After finding the line containing "text are kept." below, please output that line and each following one through the line containing "the HTTP API", exactly as written.

+-------+

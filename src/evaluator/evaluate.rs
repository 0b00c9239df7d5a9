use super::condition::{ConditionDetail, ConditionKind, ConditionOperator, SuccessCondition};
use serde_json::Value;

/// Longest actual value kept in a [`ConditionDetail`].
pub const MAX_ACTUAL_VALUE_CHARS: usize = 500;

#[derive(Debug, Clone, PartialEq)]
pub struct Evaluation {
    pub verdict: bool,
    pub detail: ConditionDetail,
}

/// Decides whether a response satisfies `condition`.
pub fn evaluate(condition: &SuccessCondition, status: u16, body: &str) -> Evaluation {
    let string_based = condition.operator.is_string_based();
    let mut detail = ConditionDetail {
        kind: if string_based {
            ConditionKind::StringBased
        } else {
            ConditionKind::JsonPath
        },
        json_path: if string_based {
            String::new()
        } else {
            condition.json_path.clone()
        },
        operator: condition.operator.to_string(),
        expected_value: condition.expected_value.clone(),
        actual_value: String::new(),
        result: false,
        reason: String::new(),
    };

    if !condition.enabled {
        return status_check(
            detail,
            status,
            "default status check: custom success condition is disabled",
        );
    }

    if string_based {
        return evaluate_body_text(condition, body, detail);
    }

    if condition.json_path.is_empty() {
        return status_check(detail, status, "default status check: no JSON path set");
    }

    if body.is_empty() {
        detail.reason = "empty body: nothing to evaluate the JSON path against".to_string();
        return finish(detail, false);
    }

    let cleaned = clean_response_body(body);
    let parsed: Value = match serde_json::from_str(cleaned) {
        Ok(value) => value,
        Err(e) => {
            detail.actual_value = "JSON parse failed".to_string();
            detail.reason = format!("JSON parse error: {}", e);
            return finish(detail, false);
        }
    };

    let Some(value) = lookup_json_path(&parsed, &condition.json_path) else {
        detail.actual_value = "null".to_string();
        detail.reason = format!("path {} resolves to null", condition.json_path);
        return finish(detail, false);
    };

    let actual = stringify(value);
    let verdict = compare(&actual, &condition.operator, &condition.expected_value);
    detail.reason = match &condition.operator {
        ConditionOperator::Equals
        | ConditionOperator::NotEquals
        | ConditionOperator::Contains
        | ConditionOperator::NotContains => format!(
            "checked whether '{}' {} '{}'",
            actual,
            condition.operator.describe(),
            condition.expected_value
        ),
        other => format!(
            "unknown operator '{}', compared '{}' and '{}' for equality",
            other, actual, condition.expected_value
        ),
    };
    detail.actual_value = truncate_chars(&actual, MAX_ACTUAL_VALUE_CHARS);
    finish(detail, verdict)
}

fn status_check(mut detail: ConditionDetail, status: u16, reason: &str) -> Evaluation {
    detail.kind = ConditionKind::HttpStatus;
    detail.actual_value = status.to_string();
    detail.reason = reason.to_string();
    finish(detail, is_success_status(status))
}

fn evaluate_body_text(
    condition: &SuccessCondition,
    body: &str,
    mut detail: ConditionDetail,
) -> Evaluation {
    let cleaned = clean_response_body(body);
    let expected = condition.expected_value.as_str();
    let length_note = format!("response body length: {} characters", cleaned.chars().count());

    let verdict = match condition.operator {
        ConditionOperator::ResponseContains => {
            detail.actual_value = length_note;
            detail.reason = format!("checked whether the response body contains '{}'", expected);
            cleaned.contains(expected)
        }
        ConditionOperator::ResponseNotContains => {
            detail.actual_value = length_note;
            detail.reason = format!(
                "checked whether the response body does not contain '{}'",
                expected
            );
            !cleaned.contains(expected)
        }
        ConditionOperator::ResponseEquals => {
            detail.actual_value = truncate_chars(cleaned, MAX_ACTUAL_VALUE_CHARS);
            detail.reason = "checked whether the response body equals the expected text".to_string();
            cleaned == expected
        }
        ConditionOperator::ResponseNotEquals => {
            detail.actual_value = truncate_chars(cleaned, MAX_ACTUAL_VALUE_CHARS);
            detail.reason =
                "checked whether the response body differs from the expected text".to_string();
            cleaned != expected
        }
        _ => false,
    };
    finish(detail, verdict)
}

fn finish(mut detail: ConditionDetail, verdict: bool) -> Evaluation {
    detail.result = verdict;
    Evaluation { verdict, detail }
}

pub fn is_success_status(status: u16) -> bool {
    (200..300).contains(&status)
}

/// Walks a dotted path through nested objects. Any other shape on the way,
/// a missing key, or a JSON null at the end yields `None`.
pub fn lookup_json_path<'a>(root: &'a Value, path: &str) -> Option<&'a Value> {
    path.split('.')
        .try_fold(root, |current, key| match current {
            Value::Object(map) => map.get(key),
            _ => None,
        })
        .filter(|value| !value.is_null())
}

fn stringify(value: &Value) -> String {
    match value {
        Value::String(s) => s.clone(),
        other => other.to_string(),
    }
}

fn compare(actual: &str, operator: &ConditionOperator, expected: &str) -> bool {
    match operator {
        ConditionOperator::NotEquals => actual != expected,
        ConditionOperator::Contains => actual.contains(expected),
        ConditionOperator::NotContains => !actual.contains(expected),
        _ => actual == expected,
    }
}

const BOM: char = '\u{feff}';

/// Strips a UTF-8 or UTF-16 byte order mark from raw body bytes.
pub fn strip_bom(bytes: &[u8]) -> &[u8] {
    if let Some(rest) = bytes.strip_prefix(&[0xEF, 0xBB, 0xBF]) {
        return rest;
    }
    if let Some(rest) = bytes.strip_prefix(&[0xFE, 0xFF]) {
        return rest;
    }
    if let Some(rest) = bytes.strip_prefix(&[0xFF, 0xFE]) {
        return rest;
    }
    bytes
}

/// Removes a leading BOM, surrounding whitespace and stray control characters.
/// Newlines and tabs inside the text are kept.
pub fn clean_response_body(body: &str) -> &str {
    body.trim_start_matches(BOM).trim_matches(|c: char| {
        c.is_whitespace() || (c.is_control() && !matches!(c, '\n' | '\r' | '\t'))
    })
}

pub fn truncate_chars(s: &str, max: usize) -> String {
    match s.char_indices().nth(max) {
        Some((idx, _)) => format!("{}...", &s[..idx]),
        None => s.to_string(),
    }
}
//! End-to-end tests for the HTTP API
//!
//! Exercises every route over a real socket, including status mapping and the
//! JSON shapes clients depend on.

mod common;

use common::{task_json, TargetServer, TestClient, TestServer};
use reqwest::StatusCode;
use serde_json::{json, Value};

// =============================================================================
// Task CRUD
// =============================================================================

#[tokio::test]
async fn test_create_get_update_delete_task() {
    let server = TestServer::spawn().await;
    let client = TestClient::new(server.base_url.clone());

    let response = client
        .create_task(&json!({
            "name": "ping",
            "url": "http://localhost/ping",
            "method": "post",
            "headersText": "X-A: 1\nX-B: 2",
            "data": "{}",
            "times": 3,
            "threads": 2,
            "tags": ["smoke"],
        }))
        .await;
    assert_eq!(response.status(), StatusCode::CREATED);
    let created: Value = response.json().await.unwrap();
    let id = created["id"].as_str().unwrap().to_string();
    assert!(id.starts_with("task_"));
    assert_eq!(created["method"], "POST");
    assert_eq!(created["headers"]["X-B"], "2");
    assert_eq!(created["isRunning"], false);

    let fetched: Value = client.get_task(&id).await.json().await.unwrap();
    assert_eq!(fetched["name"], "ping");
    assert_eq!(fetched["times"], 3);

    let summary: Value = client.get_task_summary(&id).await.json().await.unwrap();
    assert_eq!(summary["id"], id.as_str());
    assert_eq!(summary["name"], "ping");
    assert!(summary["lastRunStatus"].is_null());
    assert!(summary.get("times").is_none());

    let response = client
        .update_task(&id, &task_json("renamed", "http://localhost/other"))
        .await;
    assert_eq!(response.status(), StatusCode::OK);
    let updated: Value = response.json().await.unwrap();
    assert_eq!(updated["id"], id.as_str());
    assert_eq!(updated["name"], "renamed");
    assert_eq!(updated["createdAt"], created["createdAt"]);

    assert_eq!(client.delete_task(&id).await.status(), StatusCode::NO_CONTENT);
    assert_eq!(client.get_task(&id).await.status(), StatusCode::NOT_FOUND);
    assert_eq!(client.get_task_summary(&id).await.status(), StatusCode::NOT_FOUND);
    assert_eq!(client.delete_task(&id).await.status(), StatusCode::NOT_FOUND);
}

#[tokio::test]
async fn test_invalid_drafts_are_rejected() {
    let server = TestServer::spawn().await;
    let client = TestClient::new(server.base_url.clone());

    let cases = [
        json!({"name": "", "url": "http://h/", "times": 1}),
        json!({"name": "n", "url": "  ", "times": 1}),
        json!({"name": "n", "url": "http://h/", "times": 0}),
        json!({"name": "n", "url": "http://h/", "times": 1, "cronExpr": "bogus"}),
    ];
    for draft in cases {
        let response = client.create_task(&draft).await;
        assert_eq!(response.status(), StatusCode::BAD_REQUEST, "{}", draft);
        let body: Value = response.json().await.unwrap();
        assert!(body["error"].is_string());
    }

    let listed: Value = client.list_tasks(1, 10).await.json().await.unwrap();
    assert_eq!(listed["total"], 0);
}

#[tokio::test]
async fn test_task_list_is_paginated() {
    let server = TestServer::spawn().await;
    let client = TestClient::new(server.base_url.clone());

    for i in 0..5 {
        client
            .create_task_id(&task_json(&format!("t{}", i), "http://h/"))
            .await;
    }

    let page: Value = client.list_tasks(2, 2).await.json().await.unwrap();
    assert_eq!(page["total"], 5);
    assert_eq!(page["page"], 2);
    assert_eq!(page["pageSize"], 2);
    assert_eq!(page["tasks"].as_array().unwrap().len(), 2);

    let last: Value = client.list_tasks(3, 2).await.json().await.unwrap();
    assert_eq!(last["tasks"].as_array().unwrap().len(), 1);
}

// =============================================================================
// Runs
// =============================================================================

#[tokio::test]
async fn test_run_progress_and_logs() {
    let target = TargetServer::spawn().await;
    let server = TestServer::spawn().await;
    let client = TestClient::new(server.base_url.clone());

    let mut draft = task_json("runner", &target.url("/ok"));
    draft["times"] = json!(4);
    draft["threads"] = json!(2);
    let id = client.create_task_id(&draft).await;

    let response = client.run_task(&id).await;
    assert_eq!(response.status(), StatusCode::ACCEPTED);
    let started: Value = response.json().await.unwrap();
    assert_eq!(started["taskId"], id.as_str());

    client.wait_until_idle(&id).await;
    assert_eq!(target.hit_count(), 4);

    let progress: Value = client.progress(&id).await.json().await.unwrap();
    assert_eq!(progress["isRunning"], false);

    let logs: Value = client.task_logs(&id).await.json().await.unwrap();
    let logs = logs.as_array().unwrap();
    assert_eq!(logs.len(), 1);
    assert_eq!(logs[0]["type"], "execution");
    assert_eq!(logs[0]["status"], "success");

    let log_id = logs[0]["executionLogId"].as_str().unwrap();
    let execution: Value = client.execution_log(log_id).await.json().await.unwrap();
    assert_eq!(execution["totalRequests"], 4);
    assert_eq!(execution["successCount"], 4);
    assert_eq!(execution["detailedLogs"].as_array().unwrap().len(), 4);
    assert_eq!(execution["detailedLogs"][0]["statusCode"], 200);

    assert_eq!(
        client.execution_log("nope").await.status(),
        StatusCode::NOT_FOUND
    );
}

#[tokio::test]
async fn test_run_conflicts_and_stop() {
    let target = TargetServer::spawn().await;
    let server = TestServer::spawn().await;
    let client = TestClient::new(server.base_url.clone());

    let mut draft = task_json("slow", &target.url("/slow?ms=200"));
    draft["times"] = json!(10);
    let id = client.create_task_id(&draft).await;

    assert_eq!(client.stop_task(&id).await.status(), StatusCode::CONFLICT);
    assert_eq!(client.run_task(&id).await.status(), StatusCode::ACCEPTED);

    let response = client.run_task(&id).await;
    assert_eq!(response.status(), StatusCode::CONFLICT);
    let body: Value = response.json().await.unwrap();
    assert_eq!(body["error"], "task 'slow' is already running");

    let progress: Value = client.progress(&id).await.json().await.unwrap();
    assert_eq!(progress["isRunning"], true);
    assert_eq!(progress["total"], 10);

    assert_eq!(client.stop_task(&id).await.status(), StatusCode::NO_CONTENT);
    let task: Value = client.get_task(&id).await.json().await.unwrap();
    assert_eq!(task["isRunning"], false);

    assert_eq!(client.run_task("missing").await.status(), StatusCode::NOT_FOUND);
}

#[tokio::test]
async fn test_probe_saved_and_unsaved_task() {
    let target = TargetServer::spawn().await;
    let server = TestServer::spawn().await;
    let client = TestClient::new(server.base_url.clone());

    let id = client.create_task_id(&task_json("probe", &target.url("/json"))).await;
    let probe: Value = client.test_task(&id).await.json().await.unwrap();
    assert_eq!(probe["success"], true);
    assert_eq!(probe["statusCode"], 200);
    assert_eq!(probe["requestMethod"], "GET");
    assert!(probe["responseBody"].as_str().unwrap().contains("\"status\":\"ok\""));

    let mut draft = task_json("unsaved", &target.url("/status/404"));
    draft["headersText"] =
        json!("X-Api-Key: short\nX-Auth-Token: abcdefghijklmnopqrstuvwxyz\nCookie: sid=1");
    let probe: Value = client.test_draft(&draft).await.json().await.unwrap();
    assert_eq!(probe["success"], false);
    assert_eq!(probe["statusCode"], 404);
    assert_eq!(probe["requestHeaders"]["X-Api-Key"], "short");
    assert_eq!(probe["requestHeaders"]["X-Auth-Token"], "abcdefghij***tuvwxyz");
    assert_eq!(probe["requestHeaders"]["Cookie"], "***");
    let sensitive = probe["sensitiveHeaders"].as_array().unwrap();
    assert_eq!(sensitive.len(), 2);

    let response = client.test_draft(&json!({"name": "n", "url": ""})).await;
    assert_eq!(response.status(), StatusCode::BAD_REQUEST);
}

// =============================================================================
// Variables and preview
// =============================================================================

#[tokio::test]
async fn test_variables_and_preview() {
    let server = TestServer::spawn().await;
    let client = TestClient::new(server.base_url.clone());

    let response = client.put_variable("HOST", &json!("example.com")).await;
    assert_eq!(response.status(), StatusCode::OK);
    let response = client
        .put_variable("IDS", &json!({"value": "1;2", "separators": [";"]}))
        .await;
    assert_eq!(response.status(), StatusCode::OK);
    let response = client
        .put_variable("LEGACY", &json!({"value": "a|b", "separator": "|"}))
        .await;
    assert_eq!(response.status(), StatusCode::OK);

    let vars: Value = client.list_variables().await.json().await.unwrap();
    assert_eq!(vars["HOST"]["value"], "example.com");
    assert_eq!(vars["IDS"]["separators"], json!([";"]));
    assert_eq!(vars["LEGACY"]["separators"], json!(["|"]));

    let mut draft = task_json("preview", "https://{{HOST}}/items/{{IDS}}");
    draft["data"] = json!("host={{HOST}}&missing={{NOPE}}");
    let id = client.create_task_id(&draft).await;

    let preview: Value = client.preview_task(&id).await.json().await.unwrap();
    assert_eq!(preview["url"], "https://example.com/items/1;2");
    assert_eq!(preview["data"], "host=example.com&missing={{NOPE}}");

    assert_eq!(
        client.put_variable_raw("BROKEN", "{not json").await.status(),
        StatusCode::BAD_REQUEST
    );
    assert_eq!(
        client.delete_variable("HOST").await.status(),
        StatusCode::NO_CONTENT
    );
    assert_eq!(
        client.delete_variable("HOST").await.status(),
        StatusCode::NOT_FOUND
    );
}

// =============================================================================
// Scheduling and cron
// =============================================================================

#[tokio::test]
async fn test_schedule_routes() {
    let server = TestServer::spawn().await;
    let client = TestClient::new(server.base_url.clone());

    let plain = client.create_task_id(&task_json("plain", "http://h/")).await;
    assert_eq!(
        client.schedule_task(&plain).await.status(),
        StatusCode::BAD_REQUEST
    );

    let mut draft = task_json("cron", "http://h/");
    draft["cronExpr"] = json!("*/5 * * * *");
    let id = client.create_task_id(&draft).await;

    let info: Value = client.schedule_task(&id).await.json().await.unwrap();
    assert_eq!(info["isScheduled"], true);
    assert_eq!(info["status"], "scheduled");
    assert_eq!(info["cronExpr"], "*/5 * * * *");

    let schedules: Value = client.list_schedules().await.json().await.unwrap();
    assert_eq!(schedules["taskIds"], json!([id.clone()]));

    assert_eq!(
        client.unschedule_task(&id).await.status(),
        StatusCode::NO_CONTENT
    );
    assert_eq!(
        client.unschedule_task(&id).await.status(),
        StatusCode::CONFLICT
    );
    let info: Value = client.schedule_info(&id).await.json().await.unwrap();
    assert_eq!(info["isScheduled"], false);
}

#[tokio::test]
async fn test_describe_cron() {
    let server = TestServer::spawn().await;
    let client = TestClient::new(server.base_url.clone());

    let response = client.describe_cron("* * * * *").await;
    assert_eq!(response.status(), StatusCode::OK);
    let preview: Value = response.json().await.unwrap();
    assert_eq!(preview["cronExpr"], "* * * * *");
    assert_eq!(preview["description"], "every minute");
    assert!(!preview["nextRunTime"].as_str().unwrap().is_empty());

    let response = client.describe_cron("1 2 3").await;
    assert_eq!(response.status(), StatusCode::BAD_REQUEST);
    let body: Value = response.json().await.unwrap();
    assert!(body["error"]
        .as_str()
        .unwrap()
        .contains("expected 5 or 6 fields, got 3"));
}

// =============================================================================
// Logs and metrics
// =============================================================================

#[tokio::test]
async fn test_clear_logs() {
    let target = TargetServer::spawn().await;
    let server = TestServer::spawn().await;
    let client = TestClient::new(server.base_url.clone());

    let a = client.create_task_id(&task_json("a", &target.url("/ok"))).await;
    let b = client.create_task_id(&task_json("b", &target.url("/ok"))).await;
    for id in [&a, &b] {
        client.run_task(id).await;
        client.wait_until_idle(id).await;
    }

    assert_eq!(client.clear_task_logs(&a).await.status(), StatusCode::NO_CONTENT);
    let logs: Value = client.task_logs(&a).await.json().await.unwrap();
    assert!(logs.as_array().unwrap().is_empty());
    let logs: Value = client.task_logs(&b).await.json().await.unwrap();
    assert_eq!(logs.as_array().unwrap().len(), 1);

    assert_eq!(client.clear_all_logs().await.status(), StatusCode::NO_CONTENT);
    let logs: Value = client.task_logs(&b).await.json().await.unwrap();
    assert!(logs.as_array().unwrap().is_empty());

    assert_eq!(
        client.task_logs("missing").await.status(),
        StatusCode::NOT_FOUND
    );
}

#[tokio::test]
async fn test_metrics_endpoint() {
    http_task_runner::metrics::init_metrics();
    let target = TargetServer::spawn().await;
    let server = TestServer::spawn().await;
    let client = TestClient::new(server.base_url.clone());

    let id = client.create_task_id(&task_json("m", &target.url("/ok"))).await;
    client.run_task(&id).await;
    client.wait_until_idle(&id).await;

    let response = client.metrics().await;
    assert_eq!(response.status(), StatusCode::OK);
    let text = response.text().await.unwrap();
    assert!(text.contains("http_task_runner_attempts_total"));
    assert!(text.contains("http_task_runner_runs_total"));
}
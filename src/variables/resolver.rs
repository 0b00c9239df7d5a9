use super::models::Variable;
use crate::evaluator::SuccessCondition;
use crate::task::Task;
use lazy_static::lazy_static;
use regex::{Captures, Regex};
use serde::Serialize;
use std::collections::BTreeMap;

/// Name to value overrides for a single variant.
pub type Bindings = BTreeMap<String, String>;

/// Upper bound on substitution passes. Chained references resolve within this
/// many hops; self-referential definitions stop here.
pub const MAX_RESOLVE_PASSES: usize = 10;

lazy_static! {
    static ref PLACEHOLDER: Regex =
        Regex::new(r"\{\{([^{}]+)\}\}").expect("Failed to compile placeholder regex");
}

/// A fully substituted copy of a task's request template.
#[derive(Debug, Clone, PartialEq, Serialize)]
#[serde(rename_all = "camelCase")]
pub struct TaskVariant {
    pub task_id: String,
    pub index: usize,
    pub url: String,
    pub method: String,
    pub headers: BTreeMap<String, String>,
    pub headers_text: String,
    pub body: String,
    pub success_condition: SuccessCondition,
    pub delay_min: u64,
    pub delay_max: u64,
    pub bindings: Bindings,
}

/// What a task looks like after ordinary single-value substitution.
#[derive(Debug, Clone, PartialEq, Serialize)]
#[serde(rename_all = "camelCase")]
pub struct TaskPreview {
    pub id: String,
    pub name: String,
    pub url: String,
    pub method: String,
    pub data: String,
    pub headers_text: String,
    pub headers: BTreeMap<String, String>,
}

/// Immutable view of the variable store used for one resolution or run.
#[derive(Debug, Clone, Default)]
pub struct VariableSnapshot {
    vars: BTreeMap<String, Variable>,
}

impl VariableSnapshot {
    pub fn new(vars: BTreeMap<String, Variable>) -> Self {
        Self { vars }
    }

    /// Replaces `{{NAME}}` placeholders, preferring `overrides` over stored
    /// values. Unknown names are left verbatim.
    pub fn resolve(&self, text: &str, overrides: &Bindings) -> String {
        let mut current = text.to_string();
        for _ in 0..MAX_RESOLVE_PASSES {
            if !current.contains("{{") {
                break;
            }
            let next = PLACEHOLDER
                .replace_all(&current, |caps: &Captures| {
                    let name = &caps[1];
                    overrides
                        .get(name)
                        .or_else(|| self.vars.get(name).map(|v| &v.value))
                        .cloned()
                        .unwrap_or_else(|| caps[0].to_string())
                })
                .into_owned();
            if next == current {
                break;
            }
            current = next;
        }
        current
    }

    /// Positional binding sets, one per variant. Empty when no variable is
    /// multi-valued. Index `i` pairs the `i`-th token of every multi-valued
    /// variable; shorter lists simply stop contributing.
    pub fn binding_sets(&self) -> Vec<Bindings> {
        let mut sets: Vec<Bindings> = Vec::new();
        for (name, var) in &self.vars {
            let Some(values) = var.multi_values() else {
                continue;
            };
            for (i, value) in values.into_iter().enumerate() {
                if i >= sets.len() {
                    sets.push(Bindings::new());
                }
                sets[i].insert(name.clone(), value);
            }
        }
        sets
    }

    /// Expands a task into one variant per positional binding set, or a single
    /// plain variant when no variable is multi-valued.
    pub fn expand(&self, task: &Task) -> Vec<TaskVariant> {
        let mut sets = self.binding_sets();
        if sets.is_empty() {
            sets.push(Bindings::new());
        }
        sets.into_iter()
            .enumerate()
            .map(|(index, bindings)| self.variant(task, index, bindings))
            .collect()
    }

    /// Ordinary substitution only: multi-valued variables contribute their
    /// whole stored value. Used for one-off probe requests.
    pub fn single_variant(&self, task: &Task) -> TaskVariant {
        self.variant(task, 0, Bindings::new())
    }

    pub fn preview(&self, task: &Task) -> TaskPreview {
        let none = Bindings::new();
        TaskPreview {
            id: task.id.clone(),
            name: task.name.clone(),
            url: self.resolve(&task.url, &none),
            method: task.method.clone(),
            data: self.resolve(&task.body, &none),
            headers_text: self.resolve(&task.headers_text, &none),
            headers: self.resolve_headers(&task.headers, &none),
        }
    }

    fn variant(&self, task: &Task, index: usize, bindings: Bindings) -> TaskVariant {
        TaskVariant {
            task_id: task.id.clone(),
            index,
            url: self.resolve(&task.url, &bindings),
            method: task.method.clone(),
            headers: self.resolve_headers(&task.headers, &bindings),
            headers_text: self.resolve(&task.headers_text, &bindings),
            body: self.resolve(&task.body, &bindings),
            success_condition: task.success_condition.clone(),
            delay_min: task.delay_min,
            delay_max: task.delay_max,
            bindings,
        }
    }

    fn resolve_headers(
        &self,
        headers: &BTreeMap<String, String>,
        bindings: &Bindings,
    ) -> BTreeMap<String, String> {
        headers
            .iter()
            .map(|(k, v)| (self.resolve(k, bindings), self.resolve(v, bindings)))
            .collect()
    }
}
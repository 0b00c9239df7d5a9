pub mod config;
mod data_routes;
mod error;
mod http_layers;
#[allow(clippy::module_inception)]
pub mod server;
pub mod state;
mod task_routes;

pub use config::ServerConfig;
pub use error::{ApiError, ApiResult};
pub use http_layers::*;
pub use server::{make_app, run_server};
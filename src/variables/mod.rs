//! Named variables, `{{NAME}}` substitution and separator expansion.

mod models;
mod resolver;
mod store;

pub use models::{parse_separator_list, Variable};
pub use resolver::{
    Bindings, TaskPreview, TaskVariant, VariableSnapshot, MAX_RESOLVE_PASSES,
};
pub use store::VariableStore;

+-------+

> Solution to the exercise:
/// Newlines and tabs inside the text are kept.
pub fn clean_response_body(body: &str) -> &str {
    body.trim_start_matches(BOM).trim_matches(|c: char| {
        c.is_whitespace() || (c.is_control() && !matches!(c, '\n' | '\r' | '\t'))
    })
}

pub fn truncate_chars(s: &str, max: usize) -> String {
    match s.char_indices().nth(max) {
        Some((idx, _)) => format!("{}...", &s[..idx]),
        None => s.to_string(),
    }
}
//! End-to-end tests for the HTTP API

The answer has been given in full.